(Collected data entries)
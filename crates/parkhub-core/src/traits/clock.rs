//! Monotonic time source used for hold-duration measurement.

use std::fmt;
use std::time::Instant;

/// A monotonic clock.
///
/// Tickets record the instant they were issued and are billed against a
/// later reading of the same clock, so implementations must never go
/// backwards. Tests inject a manually advanced clock to make billing
/// deterministic.
pub trait Clock: Send + Sync + fmt::Debug + 'static {
    /// Current instant.
    fn now(&self) -> Instant;
}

> **Work to be completed**
Print every entry exactly.

> **Answer section**
filename crates/parkhub-core/src/traits/clock.rs
//! Monotonic time source used for hold-duration measurement.

use std::fmt;
use std::time::Instant;

/// A monotonic clock.
///
/// Tickets record the instant they were issued and are billed against a
/// later reading of the same clock, so implementations must never go
/// backwards. Tests inject a manually advanced clock to make billing
/// deterministic.
pub trait Clock: Send + Sync + fmt::Debug + 'static {
    /// Current instant.
    fn now(&self) -> Instant;
}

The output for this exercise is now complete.